Baru-baru ini tersiar kabar mengenai tindakan represif yang telah dilakukan oleh salah satu oknum Satuan Polisi Pamong Praja (Satpol PP) Kabupaten Sumenep dalam mengawal aksi unjuk rasa yang dilakukan oleh FAMS. Seperti yang dilansir dari berita media online.
Beritajatim.com - Aksi unjuk rasa sejumlah mahasiswa yang tergabung dalam Front Aksi Mahasiswa Sumenep (FAMS) di depan Kantor Bupati setempat, berakhir ricuh.
Terjadi aksi saling dorong dan saling jotos antara mahasiswa dengan Satpol PP dan Polisi yang mengamankan demo. Versi mahasiswa, ada oknum Satpol PP yang memukul peserta demo hingga terluka.
"Saya juga kena pukul anggota Satpol PP hingga bibir saya berdarah. Belum lagi teman-teman yang lain, juga ada yang kena pukul," kata Korlap Aksi, Junaidi, Rabu (27/02/2019).
Kericuhan berawal ketika mahasiswa merasa jengkel karena sudah satu jam lebih berorasi, tidak ada satupun pejabat yang menemui. Mahasiswa menginginkan Bupati atau Wakil Bupati Sumenep yang keluar menemui mereka.(red).
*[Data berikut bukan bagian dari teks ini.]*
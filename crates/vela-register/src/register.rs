//! # Register Facade
//!
//! The cashier-facing surface of the runtime: record a sale (always an
//! immediate local success), query a non-blocking sync indicator, and read
//! the cached catalog.
//!
//! ## Recording a Sale
//! ```text
//! ┌─────────────────────────────────────────────────────────────────────────┐
//! │  record_sale(draft)                                                     │
//! │       │                                                                 │
//! │       ▼                                                                 │
//! │  validate ──► SaleStore::put (durable, ALWAYS - offline or online)     │
//! │       │                                                                 │
//! │       ▼                                                                 │
//! │  online?  ──yes──► scheduler.trigger_now()                              │
//! │       │            (same path as scheduled reconciliation)              │
//! │       no                                                                │
//! │       │                                                                 │
//! │       ▼                                                                 │
//! │  return PendingSale - the cashier never waits for the network,         │
//! │  and a sync failure never un-does a recorded sale.                     │
//! └─────────────────────────────────────────────────────────────────────────┘
//! ```

use std::sync::Arc;

use serde::{Deserialize, Serialize};
use tracing::{debug, info};

use vela_core::{validation, CachedCatalogEntry, PendingSale, SaleDraft};

use crate::catalog::CatalogClient;
use crate::config::RegisterConfig;
use crate::connectivity::{ConnectivityHandle, ConnectivityMonitor};
use crate::error::RegisterResult;
use crate::reconcile::ReconcileClient;
use crate::scheduler::{SchedulerState, SyncScheduler, SyncSchedulerHandle};
use crate::store::SaleStore;

// =============================================================================
// Status DTO
// =============================================================================

/// Non-blocking sync indicator shown next to the register UI.
#[derive(Debug, Clone, Serialize, Deserialize)]
#[serde(rename_all = "camelCase")]
pub struct RegisterStatus {
    /// Debounced server reachability.
    pub online: bool,
    /// Sales recorded locally and not yet acknowledged.
    pub pending_count: i64,
    /// Whether a sync is in flight right now.
    pub syncing: bool,
    /// Last successful sync completion (ISO8601).
    pub last_sync_at: Option<String>,
    /// Last sync error, cleared on success.
    pub last_error: Option<String>,
}

// =============================================================================
// Register Service
// =============================================================================

/// The assembled register runtime: durable store, connectivity monitor and
/// sync scheduler, wired together at startup and dependency-injected - no
/// ambient globals.
pub struct RegisterService {
    store: SaleStore,
    connectivity: ConnectivityHandle,
    scheduler: SyncSchedulerHandle,
}

impl RegisterService {
    /// Wires up and starts the full register runtime: spawns the
    /// connectivity monitor and the sync scheduler, and returns the facade.
    pub fn start(store: SaleStore, config: &RegisterConfig) -> RegisterResult<RegisterService> {
        config.validate()?;

        let (monitor, connectivity) = ConnectivityMonitor::new(config.health_url(), &config.probe);
        let reconciler = Arc::new(ReconcileClient::new(store.clone(), config));
        let catalog = Arc::new(CatalogClient::new(store.clone(), config));
        let (scheduler, scheduler_handle) = SyncScheduler::new(
            reconciler,
            Some(catalog),
            connectivity.clone(),
            config.sync.clone(),
        );

        tokio::spawn(monitor.run());
        tokio::spawn(scheduler.run());

        info!(device = %config.device.name, server = %config.server.base_url, "Register runtime started");

        Ok(RegisterService {
            store,
            connectivity,
            scheduler: scheduler_handle,
        })
    }

    /// Assembles a service from pre-built parts (used by tests that drive
    /// the pieces themselves).
    pub fn from_parts(
        store: SaleStore,
        connectivity: ConnectivityHandle,
        scheduler: SyncSchedulerHandle,
    ) -> RegisterService {
        RegisterService {
            store,
            connectivity,
            scheduler,
        }
    }

    /// Records a sale. Always an immediate local success; when the server is
    /// reachable an immediate sync is triggered through the same path used
    /// by scheduled reconciliation.
    pub async fn record_sale(&self, draft: SaleDraft) -> RegisterResult<PendingSale> {
        validation::validate_draft(&draft)?;

        let sale = self.store.put(draft).await?;

        if self.connectivity.is_online() {
            let triggered = self.scheduler.trigger_now();
            debug!(local_id = %sale.local_id, triggered, "Online, immediate sync requested");
        } else {
            debug!(local_id = %sale.local_id, "Offline, sale queued for reconciliation");
        }

        Ok(sale)
    }

    /// Non-blocking pending/failed indicator for the cashier.
    pub async fn status(&self) -> RegisterResult<RegisterStatus> {
        let pending_count = self.store.count_unsynced().await?;
        let scheduler = self.scheduler.status().await;

        Ok(RegisterStatus {
            online: self.connectivity.is_online(),
            pending_count,
            syncing: scheduler.state == SchedulerState::Syncing,
            last_sync_at: scheduler.last_sync_at.map(|t| t.to_rfc3339()),
            last_error: scheduler.last_error,
        })
    }

    /// Injects an OS reachability edge into the connectivity monitor.
    pub async fn report_os_event(&self, up: bool) {
        self.connectivity.report_os_event(up).await;
    }

    /// Requests an immediate reconciliation attempt.
    pub fn sync_now(&self) -> bool {
        self.scheduler.trigger_now()
    }

    /// Cached catalog for offline selling.
    pub async fn catalog(&self) -> RegisterResult<Vec<CachedCatalogEntry>> {
        self.store.catalog().await
    }

    /// Cached catalog lookup by product code.
    pub async fn catalog_lookup(&self, code: &str) -> RegisterResult<Option<CachedCatalogEntry>> {
        self.store.catalog_lookup(code).await
    }

    /// The underlying store (status screens, tests).
    pub fn store(&self) -> &SaleStore {
        &self.store
    }

    /// Stops the background tasks.
    pub async fn shutdown(&self) {
        self.scheduler.shutdown().await;
        self.connectivity.shutdown().await;
    }
}

// =============================================================================
// Unit Tests
// =============================================================================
Masih seperti yang dilansir oleh media Beritajatim.com Aksi demo FAMS itu dalam rangka mengkritisi kepemimpinan Bupati dan Wakil Bupati Sumenep. A. Busyro Karim -- Achmad Fauzi. Serta dalam orasinya tersebut mereka menyuarakan masa kepemimpinan Bupati -- Wabup yang dianggap gagal. Sembilan program unggulan yang digembar-gemborkan di awal, dinilai hanya sebatas janji. Termasuk program mencetak 5.000 wirausaha muda yang dianggap tidak berdampak meningkatkan ekonomi masyarakat.(red)
Melalui Kabid Hukum & HAM Thoriq As-Syamsi Darmawan melalui sambungan akun Whats Appnya, Ia mengungkapkan kekecewaannya terhadap aksi brutal yang dilakukan oleh salah satu anggota oknum Satpol PP tersebut yang dinilai tidak mencerminkan etika dan norma hukum bagi warga negara yang menggunakan kebebasan berpendapatnya yang baik.
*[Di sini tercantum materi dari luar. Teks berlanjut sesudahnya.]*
//! Property-based tests for input classification

use proptest::prelude::*;
use termfolio::commands::{classify, normalize, Classification, Command};
use termfolio::Terminal;

proptest! {
    #[test]
    fn test_classify_doesnt_panic(s in "\\PC*") {
        let _ = classify(&s);
    }

    #[test]
    fn test_case_and_padding_are_irrelevant(
        index in 0..Command::ALL.len(),
        flips in prop::collection::vec(any::<bool>(), 0..16),
        left in "[ \t]{0,4}",
        right in "[ \t]{0,4}",
    ) {
        let name = Command::ALL[index].name();
        let mixed: String = name
            .chars()
            .enumerate()
            .map(|(i, c)| if flips.get(i).copied().unwrap_or(false) { c.to_ascii_uppercase() } else { c })
            .collect();
        let input = format!("{}{}{}", left, mixed, right);
        prop_assert_eq!(classify(&input), classify(name));
        prop_assert!(!matches!(classify(&input), Classification::Invalid(_)));
    }

    #[test]
    fn test_unknown_words_are_invalid(word in "[a-z]{1,12}") {
        prop_assume!(Command::from_name(&word).is_none());
        prop_assert_eq!(classify(&word), Classification::Invalid(word.clone()));
    }

    #[test]
    fn test_submit_outside_command_set_adds_one_error(line in "[a-z \t-]{0,12}") {
        prop_assume!(Command::from_name(&normalize(&line)).is_none());
        let mut terminal = Terminal::new(">");
        terminal.submit(&line);
        prop_assert_eq!(terminal.output().len(), 2);
        prop_assert_eq!(terminal.output().iter().filter(|e| e.is_error()).count(), 1);
    }

    #[test]
    fn test_normalize_is_idempotent(s in "[ -~\t]{0,40}") {
        let once = normalize(&s);
        prop_assert_eq!(normalize(&once), once.clone());
    }
}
"Setiap bangsa dan negara Indonesia perlu bersama-sama untuk menentang segala bentuk tindakan kekeraasan yang menghalangi proses kebebasan menyampaikan pendapat di muka umum. Kebebasan berpikir, berpendapat dan berekspresi. Negara wajib memenuhi dan melindunginya. Terlepas dari pembahasan substansi tuntutan, kritik dan perbedaan pendapat harus dihargai dan dihormati". (Red).
Ia juga menambahkan terkait perlunya pemerintah hadir dalam rangka menjamin, dan memberikan keamanan bagi setiap warga negaranya dalam melakukan kebabasan berpendapat dimuka umum.
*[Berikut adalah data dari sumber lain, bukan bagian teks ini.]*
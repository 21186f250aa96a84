//! Content Registry
//!
//! Maps each echo command to its content block. Dates that feed the pages
//! (age, years played) are resolved against the registry's `today`.

use chrono::{Local, NaiveDate};

use super::{pages, ContentBlock};
use crate::commands::EchoCommand;
use crate::models::StatRecord;

#[derive(Debug, Clone)]
pub struct ContentRegistry {
    today: NaiveDate,
}

impl ContentRegistry {
    /// Registry dated with the local calendar day
    pub fn new() -> Self {
        Self::dated(Local::now().date_naive())
    }

    /// Registry pinned to a specific day
    pub fn dated(today: NaiveDate) -> Self {
        Self { today }
    }

    pub fn today(&self) -> NaiveDate {
        self.today
    }

    /// Static block for an echo command
    ///
    /// `runescape` has no static content of its own; without stats it renders
    /// only the introduction. Use [`ContentRegistry::runescape`] once stats
    /// have been fetched.
    pub fn block(&self, command: EchoCommand) -> ContentBlock {
        match command {
            EchoCommand::Help => pages::help(),
            EchoCommand::Whoami => pages::whoami(self.today),
            EchoCommand::Projects => pages::projects(),
            EchoCommand::Homelab => pages::homelab(),
            EchoCommand::Contact => pages::contact(),
            EchoCommand::Github => pages::github(),
            EchoCommand::Skills => pages::skills(),
            EchoCommand::Experience => pages::experience(),
            EchoCommand::Runescape => pages::runescape(self.today, &[]),
        }
    }

    /// Hiscore page listing `stats`
    pub fn runescape(&self, stats: &[StatRecord]) -> ContentBlock {
        pages::runescape(self.today, stats)
    }
}

impl Default for ContentRegistry {
    fn default() -> Self {
        Self::new()
    }
}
"Sesuai dengan UU/9/1998 Tentang Kemerdekaan menyampaikan Pendapat Di Muka Umum, pasal 1 ayat 1 dan 3 sudah jelas disana mengatur tentang kebebasan masyarakat dalam berpendapat di buka umum. Serta pasal 7 poin (a) disana juga sudah jelas mengatakan bahwa aparatur pemerintah berkewajiban untuk melindungi hak asasi manusia". (Tambahnya).